…он взглянул на жену, которая приобняла панну Куркулеву, не позволив той упасть.
— И куда эту блаженную? — спросила она преспокойно.
— Здесь… недалеко…
— Много знает?
— Достаточно…
Панне Цецилии безусловно, было жаль женщину, но себя — жальче. Просто представилось вдруг, как супруг ее вдруг оказывается сперва в полиции, а там и под судом, на который — и думать нечего — в городе узнают… а там каторга и скандал… и кем ее назовут?
Ах, счастье, бывшее столь близким, вдруг поблекло.
Нет уж… панна Цецилия не собиралась отступать… и закинувши тело на плечо, она двинулась за мужем. Благо, идти и вправду было недалеко: подвалы старого дома хранили изрядно секретов. И пану Штефану посчастливилось узнать один.
В мужском платье Гражина чувствовала себя преглупо.
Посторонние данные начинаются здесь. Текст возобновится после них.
// ⏰ Temporal Model - Timestamps, validity intervals, open-ended sentinels
//
// Every comparison in the classifier and the chronological gate runs on a
// single basis: naive UTC. Timezone-aware inputs are converted to UTC and
// dropped to naive; naive inputs are taken as already UTC; date-only values
// are midnight.

use crate::error::SyncError;
use chrono::{DateTime, NaiveDate, NaiveDateTime, NaiveTime};
use serde::{Deserialize, Serialize};

// ============================================================================
// OPEN-ENDED SENTINELS
// ============================================================================

/// Far-future dates the ERP and payroll use in place of "no end date"
pub const OPEN_ENDED_SENTINELS: [(i32, u32, u32); 2] = [(2154, 12, 31), (9999, 12, 31)];

/// True when the date is one of the recognised open-ended placeholders
pub fn is_open_ended(date: NaiveDate) -> bool {
    OPEN_ENDED_SENTINELS
        .iter()
        .filter_map(|(y, m, d)| NaiveDate::from_ymd_opt(*y, *m, *d))
        .any(|sentinel| sentinel == date)
}

/// Parse an end date, mapping blanks and open-ended placeholders to None
pub fn effective_end_date(raw: Option<&str>) -> Option<NaiveDateTime> {
    let raw = raw?.trim();
    if raw.is_empty() {
        return None;
    }
    let parsed = parse_timestamp(raw).ok()?;
    if is_open_ended(parsed.date()) {
        None
    } else {
        Some(parsed)
    }
}

// ============================================================================
// PARSING
// ============================================================================

const DATETIME_FORMATS: [&str; 4] = [
    "%Y-%m-%dT%H:%M:%S%.f",
    "%Y-%m-%d %H:%M:%S%.f",
    "%Y/%m/%d %H:%M:%S",
    "%d/%m/%Y %H:%M:%S",
];

const DATE_FORMATS: [&str; 5] = ["%Y-%m-%d", "%Y/%m/%d", "%d/%m/%Y", "%d-%m-%Y", "%Y%m%d"];

/// Parse any accepted timestamp or date string into naive UTC
///
/// Accepted:
/// - RFC 3339 with `Z` or an offset (converted to UTC)
/// - `YYYY-MM-DDTHH:MM:SS[.f]` and `YYYY-MM-DD HH:MM:SS[.f]` (taken as UTC)
/// - `YYYY-MM-DD`, `YYYY/MM/DD`, `DD/MM/YYYY`, `DD-MM-YYYY`, `YYYYMMDD` (midnight)
pub fn parse_timestamp(raw: &str) -> Result<NaiveDateTime, SyncError> {
    let value = raw.trim();
    if value.is_empty() {
        return Err(date_error(raw, "empty value"));
    }

    if let Ok(aware) = DateTime::parse_from_rfc3339(value) {
        return Ok(aware.naive_utc());
    }

    for format in DATETIME_FORMATS {
        if let Ok(naive) = NaiveDateTime::parse_from_str(value, format) {
            return Ok(naive);
        }
    }

    // Date-only, or the date part of something longer we could not parse
    let date_part = value.split(['T', ' ']).next().unwrap_or(value);
    for format in DATE_FORMATS {
        if let Ok(date) = NaiveDate::parse_from_str(date_part, format) {
            return Ok(date.and_time(NaiveTime::MIN));
        }
    }

    Err(date_error(raw, "unrecognised date format"))
}

/// Lenient variant for optional payload fields
pub fn parse_date(raw: &str) -> Option<NaiveDate> {
    parse_timestamp(raw).ok().map(|ts| ts.date())
}

/// Normalise any accepted date string to `YYYY-MM-DD`
pub fn to_iso_date(raw: &str) -> Option<String> {
    parse_date(raw).map(|d| d.format("%Y-%m-%d").to_string())
}

fn date_error(value: &str, reason: &str) -> SyncError {
    SyncError::DateParseFailure {
        value: value.to_string(),
        reason: reason.to_string(),
    }
}

// ============================================================================
// VALIDITY INTERVAL
// ============================================================================

/// Closed-open interval `[start, end)`; no end means unbounded above
#[derive(Debug, Clone, Copy, PartialEq, Eq, Serialize, Deserialize)]
pub struct ValidityInterval {
    pub start: NaiveDateTime,
    pub end: Option<NaiveDateTime>,
}

impl ValidityInterval {
    pub fn new(start: NaiveDateTime, end: Option<NaiveDateTime>) -> Self {
        ValidityInterval { start, end }
    }

    /// Build from raw start/end strings; sentinel end dates count as open
    pub fn from_raw(start: &str, end: Option<&str>) -> Result<Self, SyncError> {
        Ok(ValidityInterval {
            start: parse_timestamp(start)?,
            end: effective_end_date(end),
        })
    }

    pub fn is_open(&self) -> bool {
        self.end.is_none()
    }

    pub fn contains(&self, instant: NaiveDateTime) -> bool {
        instant >= self.start && self.end.map_or(true, |end| instant < end)
    }
}

// ============================================================================
// TESTS
// ============================================================================

#[cfg(test)]
mod tests {
    use super::*;

    fn ts(y: i32, m: u32, d: u32, h: u32, min: u32) -> NaiveDateTime {
        NaiveDate::from_ymd_opt(y, m, d)
            .unwrap()
            .and_hms_opt(h, min, 0)
            .unwrap()
    }

    #[test]
    fn test_parse_aware_timestamps_to_utc() {
        assert_eq!(
            parse_timestamp("2024-06-01T10:30:00Z").unwrap(),
            ts(2024, 6, 1, 10, 30)
        );
        assert_eq!(
            parse_timestamp("2024-06-01T12:30:00+02:00").unwrap(),
            ts(2024, 6, 1, 10, 30)
        );
        assert_eq!(
            parse_timestamp("2024-06-01T10:30:00.1234567Z").unwrap().date(),
            NaiveDate::from_ymd_opt(2024, 6, 1).unwrap()
        );
    }

    #[test]
    fn test_parse_naive_and_date_only() {
        assert_eq!(
            parse_timestamp("2024-06-01 10:30:00").unwrap(),
            ts(2024, 6, 1, 10, 30)
        );
        assert_eq!(
            parse_timestamp("2024-06-01T10:30:00").unwrap(),
            ts(2024, 6, 1, 10, 30)
        );
        assert_eq!(parse_timestamp("2024-06-01").unwrap(), ts(2024, 6, 1, 0, 0));
        assert_eq!(parse_timestamp("2024/06/01").unwrap(), ts(2024, 6, 1, 0, 0));
        assert_eq!(parse_timestamp("01/06/2024").unwrap(), ts(2024, 6, 1, 0, 0));
        assert_eq!(parse_timestamp("01-06-2024").unwrap(), ts(2024, 6, 1, 0, 0));
    }

    #[test]
    fn test_parse_failures() {
        assert!(matches!(
            parse_timestamp(""),
            Err(SyncError::DateParseFailure { .. })
        ));
        assert!(parse_timestamp("yesterday").is_err());
        assert!(parse_date("32/13/2024").is_none());
    }

    #[test]
    fn test_iso_date_extraction() {
        assert_eq!(to_iso_date("2024-06-01T10:30:00Z").as_deref(), Some("2024-06-01"));
        assert_eq!(to_iso_date("15/03/1990").as_deref(), Some("1990-03-15"));
        assert_eq!(to_iso_date("n/a"), None);
    }

    #[test]
    fn test_open_ended_sentinels() {
        assert!(is_open_ended(NaiveDate::from_ymd_opt(2154, 12, 31).unwrap()));
        assert!(is_open_ended(NaiveDate::from_ymd_opt(9999, 12, 31).unwrap()));
        assert!(!is_open_ended(NaiveDate::from_ymd_opt(2024, 12, 31).unwrap()));

        assert_eq!(effective_end_date(Some("2154-12-31T00:00:00Z")), None);
        assert_eq!(effective_end_date(Some("  ")), None);
        assert_eq!(effective_end_date(None), None);
        assert_eq!(
            effective_end_date(Some("2024-03-01")),
            Some(ts(2024, 3, 1, 0, 0))
        );
    }

    #[test]
    fn test_validity_interval_is_closed_open() {
        let interval = ValidityInterval::from_raw("2024-01-01", Some("2024-03-01")).unwrap();

        assert!(interval.contains(ts(2024, 1, 1, 0, 0)));
        assert!(interval.contains(ts(2024, 2, 29, 23, 59)));
        assert!(!interval.contains(ts(2024, 3, 1, 0, 0)));
        assert!(!interval.contains(ts(2023, 12, 31, 23, 59)));

        let open = ValidityInterval::from_raw("2024-01-01", Some("9999-12-31")).unwrap();
        assert!(open.is_open());
        assert!(open.contains(ts(2100, 1, 1, 0, 0)));
    }
}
Прежде ей подобный наряд представлялся смелым, отражающим великую незаурядность натуры, а ныне, примеривши его, Гражина вдруг осознала, что собственная ее натура отнюдь не настолько незаурядна. Она сама себе казалась… голой?
Нелепой.
Смешной.
Но не смела возразить тому, кто стал ее учителем. Он же, окинув Гражину взглядом, лишь кивнул. А матушка не посмела и слова сказать, хотя было видно, что и она недовольна.
— Нам пора, — сказал Зигфрид, протянув шляпу. — Волосы лучше убрать.
Его правда. Если в этом наряде она похожа на парня, то коса всяко из этого сходства выбивается. И Гражина послушно уложила ее вокруг головы, наскоро закрепив полдюжиною шпилек.
— И куда вы…
— Не стоит беспокоиться, — Зигфрид коротко поклонился матушке. — К сожалению, мой долг требует моего присутствия в другом месте, однако смею заверить вас, что я сделаю все возможное и невозможное, дабы уберечь вашу дочь от опасности…
Опасность?
Сердце екнуло.
Одно дело встречаться с опасностями, лежа на мягонькой козетке, храбро перелистывая страницы книги, в которой оные опасности обретались, заедая беспокойство медовыми рогаликами, и совсем другое — выйти из дому.